History of Down Syndrome Cognitive Research
In 1866, John Langdon Down, a British doctor, first described the characteristics of people with Down syndrome.
In 1959, Dr. Jérôme Lejeune discovered the chromosomal abnormality linked to Down syndrome. Persons with Down syndrome exhibited an extra copy of chromosome 21.
The exact mechanism by which the presence of this additional genetic material resulted in the cognitive impairment associated with Down syndrome remained unclear, hindering the development of medical therapies. Nonetheless, the quality of life for individuals with Down syndrome improved tremendously in subsequent decades, as a result of improved health care, expanded educational and community opportunities, and the support of families and advocacy groups. The life expectancy of those with Down syndrome more than doubled, highlighting the importance of the need to attain skills essential for independent living.

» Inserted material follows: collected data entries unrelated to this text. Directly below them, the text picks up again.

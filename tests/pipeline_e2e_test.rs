// ==========================================
// 流水线端到端测试
// ==========================================
// 测试目标: 原始文件 → 原始表 → 聚合 → 清洗 → 汇总表
// ==========================================

mod test_helpers;

use std::sync::{Arc, Mutex};
use std::time::Duration;
use test_helpers::{create_test_env, write_csv, write_scenario_dataset, PURCHASES_CSV};
use vendor_summary::db::open_sqlite_connection;
use vendor_summary::engine::{PipelineError, PipelineOrchestrator};
use vendor_summary::logging;
use vendor_summary::repository::{RepositoryError, RunLock, SummaryRepository, PIPELINE_LOCK_NAME};

#[test]
fn test_full_pipeline_matches_expected_summary() {
    logging::init_test();
    let env = create_test_env();
    write_scenario_dataset(env.data_dir());

    let orch = PipelineOrchestrator::new(env.config.clone()).unwrap();
    let (load, summary) = orch.run_all().unwrap();
    assert_eq!(load.loaded_count(), 4);

    // BrandC (PurchasePrice = 0) 被过滤
    assert_eq!(summary.aggregated_rows, 2);
    assert_eq!(summary.sink.rows_written, 2);

    let rows = SummaryRepository::new(orch.connection())
        .load_all(&env.config.summary_table)
        .unwrap();
    assert_eq!(rows.len(), 2);

    // 按 TotalPurchaseDollars 降序
    let top = &rows[0];
    assert_eq!(top.vendor_number, 1);
    assert_eq!(top.vendor_name, "Acme");
    assert_eq!(top.brand, "BrandA");
    assert_eq!(top.description, "Gin");
    assert_eq!(top.purchase_price, 10.0);
    assert_eq!(top.actual_price, 12.99);
    assert_eq!(top.volume, 750.0);
    assert_eq!(top.total_purchase_quantity, 100);
    assert_eq!(top.total_purchase_dollars, 1000.0);
    assert_eq!(top.total_sales_quantity, 80);
    assert_eq!(top.total_sales_dollars, 960.0);
    assert_eq!(top.total_excise_tax, 2.0);
    assert_eq!(top.freight_cost, 50.0);
    assert_eq!(top.gross_profit, -40.0);
    assert!((top.profit_margin - (-4.1667)).abs() < 1e-4);
    assert_eq!(top.stock_turnover, 0.8);
    assert_eq!(top.sales_to_purchase_ratio, 0.96);

    // 无销售、无运费的采购行
    let unmatched = &rows[1];
    assert_eq!(unmatched.vendor_number, 2);
    assert_eq!(unmatched.total_sales_quantity, 0);
    assert_eq!(unmatched.total_sales_dollars, 0.0);
    assert_eq!(unmatched.freight_cost, 0.0);
    assert_eq!(unmatched.gross_profit, -50.0);
    assert_eq!(unmatched.profit_margin, 0.0);
    assert_eq!(unmatched.stock_turnover, 0.0);
    assert_eq!(unmatched.sales_to_purchase_ratio, 0.0);
}

#[test]
fn test_rerun_is_idempotent() {
    logging::init_test();
    let env = create_test_env();
    write_scenario_dataset(env.data_dir());

    let orch = PipelineOrchestrator::new(env.config.clone()).unwrap();
    let repo = SummaryRepository::new(orch.connection());

    orch.run_all().unwrap();
    let first = repo.load_all(&env.config.summary_table).unwrap();

    orch.run_all().unwrap();
    let second = repo.load_all(&env.config.summary_table).unwrap();

    assert_eq!(first, second);
}

#[test]
fn test_summary_reflects_changed_input() {
    logging::init_test();
    let env = create_test_env();
    write_scenario_dataset(env.data_dir());

    let orch = PipelineOrchestrator::new(env.config.clone()).unwrap();
    orch.run_all().unwrap();

    // 删掉 BrandB 采购行后重跑，旧汇总被整表替换
    let trimmed: String = PURCHASES_CSV
        .lines()
        .filter(|l| !l.contains("BrandB"))
        .map(|l| format!("{}\n", l))
        .collect();
    write_csv(env.data_dir(), "purchases.csv", &trimmed);
    orch.run_all().unwrap();

    let rows = SummaryRepository::new(orch.connection())
        .load_all(&env.config.summary_table)
        .unwrap();
    assert_eq!(rows.len(), 1);
    assert_eq!(rows[0].brand, "BrandA");
}

#[test]
fn test_summary_stage_without_raw_tables_fails() {
    logging::init_test();
    let env = create_test_env();
    write_csv(env.data_dir(), "sales.csv", test_helpers::SALES_CSV);

    let orch = PipelineOrchestrator::new(env.config.clone()).unwrap();
    orch.run_load_stage().unwrap();

    match orch.run_summary_stage() {
        Err(PipelineError::MissingRawTables(missing)) => {
            assert_eq!(missing, vec!["vendor_invoice", "purchases", "purchase_prices"]);
        }
        other => panic!("unexpected result: {:?}", other.map(|r| r.sink)),
    }
}

#[test]
fn test_non_numeric_purchase_price_aborts_before_write() {
    logging::init_test();
    let env = create_test_env();
    write_scenario_dataset(env.data_dir());

    let orch = PipelineOrchestrator::new(env.config.clone()).unwrap();
    orch.run_all().unwrap();

    // 价格参考表 Volume 出现非数值文本
    write_csv(
        env.data_dir(),
        "purchase_prices.csv",
        "Brand,Price,Volume\nBrandA,12.99,Liter\nBrandB,7.49,750\n",
    );
    orch.run_load_stage().unwrap();
    assert!(matches!(
        orch.run_summary_stage(),
        Err(PipelineError::Engine(_))
    ));

    // 上一次的汇总保持不变
    let rows = SummaryRepository::new(orch.connection())
        .load_all(&env.config.summary_table)
        .unwrap();
    assert_eq!(rows.len(), 2);
}

#[test]
fn test_concurrent_run_is_rejected() {
    logging::init_test();
    let env = create_test_env();
    write_scenario_dataset(env.data_dir());

    // 另一个进程持有运行锁（独立连接）
    let other = Arc::new(Mutex::new(open_sqlite_connection(env.db_path()).unwrap()));
    let held = RunLock::acquire(other, PIPELINE_LOCK_NAME, Duration::from_secs(3600)).unwrap();

    let orch = PipelineOrchestrator::new(env.config.clone()).unwrap();
    assert!(matches!(
        orch.run_load_stage(),
        Err(PipelineError::Repository(RepositoryError::LockHeld { .. }))
    ));

    held.release().unwrap();
    assert!(orch.run_load_stage().is_ok());
}
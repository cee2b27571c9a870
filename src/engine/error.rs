// ==========================================
// 供应商绩效汇总 - 引擎层错误类型
// ==========================================
// EngineError: 纯计算步骤（连接/清洗）的错误
// PipelineError: 阶段级错误，汇总各层错误供入口统一处理
// ==========================================

use crate::config::ConfigError;
use crate::importer::ImportError;
use crate::repository::RepositoryError;
use thiserror::Error;

/// 引擎层错误类型
#[derive(Error, Debug)]
pub enum EngineError {
    /// 文本字段无法转换为目标数值类型
    #[error("数值转换失败 (row={row}, field={field}, target={target}): {value:?}")]
    Coercion {
        row: usize,
        field: &'static str,
        value: String,
        target: &'static str,
    },

    #[error(transparent)]
    Repository(#[from] RepositoryError),
}

/// 流水线阶段错误
#[derive(Error, Debug)]
pub enum PipelineError {
    #[error("配置错误: {0}")]
    Config(#[from] ConfigError),

    #[error("导入失败: {0}")]
    Import(#[from] ImportError),

    #[error("仓储错误: {0}")]
    Repository(#[from] RepositoryError),

    #[error("引擎错误: {0}")]
    Engine(#[from] EngineError),

    /// 汇总阶段依赖的原始表缺失（需先运行导入阶段）
    #[error("原始表缺失: {0:?}")]
    MissingRawTables(Vec<String>),
}

/// Result 类型别名
pub type EngineResult<T> = Result<T, EngineError>;
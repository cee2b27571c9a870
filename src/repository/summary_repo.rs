// ==========================================
// 供应商绩效汇总 - 汇总结果落库
// ==========================================
// 语义: 整表替换（DROP → CREATE → 分批 INSERT），不做增量 upsert
// 红线: 整个替换过程在单一事务内，失败时回滚，旧表保持完整
// ==========================================

use crate::db::{build_multi_row_insert, effective_batch_rows, quote_ident, table_exists};
use crate::domain::summary::{EnrichedSummaryRow, SUMMARY_COLUMNS};
use crate::repository::error::{RepositoryError, RepositoryResult};
use rusqlite::types::ToSql;
use rusqlite::{Connection, Row, Transaction};
use std::sync::{Arc, Mutex, MutexGuard};
use tracing::{debug, info};

/// 汇总表列类型（与 SUMMARY_COLUMNS 一一对应）
const SUMMARY_COLUMN_TYPES: [&str; 18] = [
    "INTEGER", // VendorNumber
    "TEXT",    // VendorName
    "TEXT",    // Brand
    "TEXT",    // Description
    "REAL",    // PurchasePrice
    "REAL",    // ActualPrice
    "REAL",    // Volume
    "INTEGER", // TotalPurchaseQuantity
    "REAL",    // TotalPurchaseDollars
    "INTEGER", // TotalSalesQuantity
    "REAL",    // TotalSalesDollars
    "REAL",    // TotalSalesPrice
    "REAL",    // TotalExciseTax
    "REAL",    // FreightCost
    "REAL",    // GrossProfit
    "REAL",    // ProfitMargin
    "REAL",    // StockTurnover
    "REAL",    // SalesToPurchaseRatio
];

/// 落库结果
#[derive(Debug, Clone, PartialEq, Eq)]
pub struct SinkReport {
    pub table: String,
    pub rows_written: usize,
    pub batches: usize,
}

// ==========================================
// SummaryRepository - 汇总表仓储
// ==========================================
pub struct SummaryRepository {
    conn: Arc<Mutex<Connection>>,
}

impl SummaryRepository {
    pub fn new(conn: Arc<Mutex<Connection>>) -> Self {
        Self { conn }
    }

    /// 获取数据库连接
    fn get_conn(&self) -> RepositoryResult<MutexGuard<'_, Connection>> {
        self.conn
            .lock()
            .map_err(|e| RepositoryError::LockError(e.to_string()))
    }

    /// 整表替换汇总结果
    ///
    /// # 参数
    /// - table: 目标表名
    /// - rows: 清洗后的汇总行（按最终顺序写入）
    /// - batch_size: 每批行数（受 SQLite 参数上限约束）
    ///
    /// # 返回
    /// - Ok(SinkReport): 写入行数与批次数
    /// - Err: 数据库错误（事务已回滚，旧表不变）
    pub fn replace_all(
        &self,
        table: &str,
        rows: &[EnrichedSummaryRow],
        batch_size: usize,
    ) -> RepositoryResult<SinkReport> {
        let mut conn = self.get_conn()?;
        let tx = conn.transaction()?;

        tx.execute_batch(&format!("DROP TABLE IF EXISTS {}", quote_ident(table)))?;
        tx.execute_batch(&create_table_sql(table))?;

        let batch_rows = effective_batch_rows(batch_size, SUMMARY_COLUMNS.len());
        let mut batches = 0;
        for chunk in rows.chunks(batch_rows) {
            insert_chunk(&tx, table, chunk)?;
            batches += 1;
            debug!(table = %table, batch = batches, rows = chunk.len(), "汇总批次写入");
        }

        tx.commit()
            .map_err(|e| RepositoryError::DatabaseTransactionError(e.to_string()))?;

        info!(table = %table, rows = rows.len(), batches, "汇总表替换完成");
        Ok(SinkReport {
            table: table.to_string(),
            rows_written: rows.len(),
            batches,
        })
    }

    /// 读取汇总表全部行（按写入顺序）
    pub fn load_all(&self, table: &str) -> RepositoryResult<Vec<EnrichedSummaryRow>> {
        let conn = self.get_conn()?;
        if !table_exists(&conn, table)? {
            return Err(RepositoryError::MissingTable(table.to_string()));
        }

        let column_list = SUMMARY_COLUMNS
            .iter()
            .map(|c| quote_ident(c))
            .collect::<Vec<_>>()
            .join(", ");
        let sql = format!(
            "SELECT {} FROM {} ORDER BY rowid",
            column_list,
            quote_ident(table)
        );

        let mut stmt = conn.prepare(&sql)?;
        let rows = stmt
            .query_map([], map_summary_row)?
            .collect::<rusqlite::Result<Vec<_>>>()?;
        Ok(rows)
    }
}

fn create_table_sql(table: &str) -> String {
    let column_defs = SUMMARY_COLUMNS
        .iter()
        .zip(SUMMARY_COLUMN_TYPES.iter())
        .map(|(name, ty)| format!("{} {}", quote_ident(name), ty))
        .collect::<Vec<_>>()
        .join(", ");
    format!("CREATE TABLE {} ({})", quote_ident(table), column_defs)
}

fn insert_chunk(
    tx: &Transaction,
    table: &str,
    chunk: &[EnrichedSummaryRow],
) -> RepositoryResult<()> {
    let columns: Vec<String> = SUMMARY_COLUMNS.iter().map(|c| c.to_string()).collect();
    let sql = build_multi_row_insert(table, &columns, chunk.len());

    let mut values: Vec<&dyn ToSql> = Vec::with_capacity(chunk.len() * SUMMARY_COLUMNS.len());
    for row in chunk {
        values.extend_from_slice(&row_params(row));
    }

    let mut stmt = tx.prepare_cached(&sql)?;
    stmt.execute(&*values)?;
    Ok(())
}

fn row_params(row: &EnrichedSummaryRow) -> [&dyn ToSql; 18] {
    [
        &row.vendor_number,
        &row.vendor_name,
        &row.brand,
        &row.description,
        &row.purchase_price,
        &row.actual_price,
        &row.volume,
        &row.total_purchase_quantity,
        &row.total_purchase_dollars,
        &row.total_sales_quantity,
        &row.total_sales_dollars,
        &row.total_sales_price,
        &row.total_excise_tax,
        &row.freight_cost,
        &row.gross_profit,
        &row.profit_margin,
        &row.stock_turnover,
        &row.sales_to_purchase_ratio,
    ]
}

fn map_summary_row(row: &Row) -> rusqlite::Result<EnrichedSummaryRow> {
    Ok(EnrichedSummaryRow {
        vendor_number: row.get(0)?,
        vendor_name: row.get(1)?,
        brand: row.get(2)?,
        description: row.get(3)?,
        purchase_price: row.get(4)?,
        actual_price: row.get(5)?,
        volume: row.get(6)?,
        total_purchase_quantity: row.get(7)?,
        total_purchase_dollars: row.get(8)?,
        total_sales_quantity: row.get(9)?,
        total_sales_dollars: row.get(10)?,
        total_sales_price: row.get(11)?,
        total_excise_tax: row.get(12)?,
        freight_cost: row.get(13)?,
        gross_profit: row.get(14)?,
        profit_margin: row.get(15)?,
        stock_turnover: row.get(16)?,
        sales_to_purchase_ratio: row.get(17)?,
    })
}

Yet, over these intervening years, Down syndrome cognitive research had been largely lacking because many in the medical field and those in the agencies that supported them with funding had considered the problem too complex. The thinking was that little could be done to alter the impact on cognition imparted by the extra chromosome 21 in individuals with Down syndrome. Supporting this argument was the assumption that cognitive impairment is permanent, as it develops very early in development.
In recent years, however, through the availability of mouse models, and because of our remarkably increased knowledge of the human genome, and, specifically, the genes coded on chromosome 21, research into Down syndrome and cognitive impairment has been rapid and significant. Evidence using mouse models points to learning and memory defects arising from, in some cases, over- expression of certain genes. Trisomy of such genes on human chromosome 21 may impact multiple learning pathways because of impaired neuronal and synaptic signal transport. Scientists have also uncovered other pathways altered in Down syndrome, including neuronal system development, instructions necessary for neurons to “thrive”, and links between Down syndrome and Alzheimer's disease. Researchers are studying the impact of therapeutic compounds on memory and learning in mouse models of Down syndrome. The identification of neurobiological pathways that are affected by the presence of additional genetic material now provides a rational basis for the development of drug therapies to address the cognitive impairment associated with Down syndrome. These recent breakthroughs will translate into safe and effective, approved therapies to treat the cognitive impairment in individuals of all ages with Down syndrome.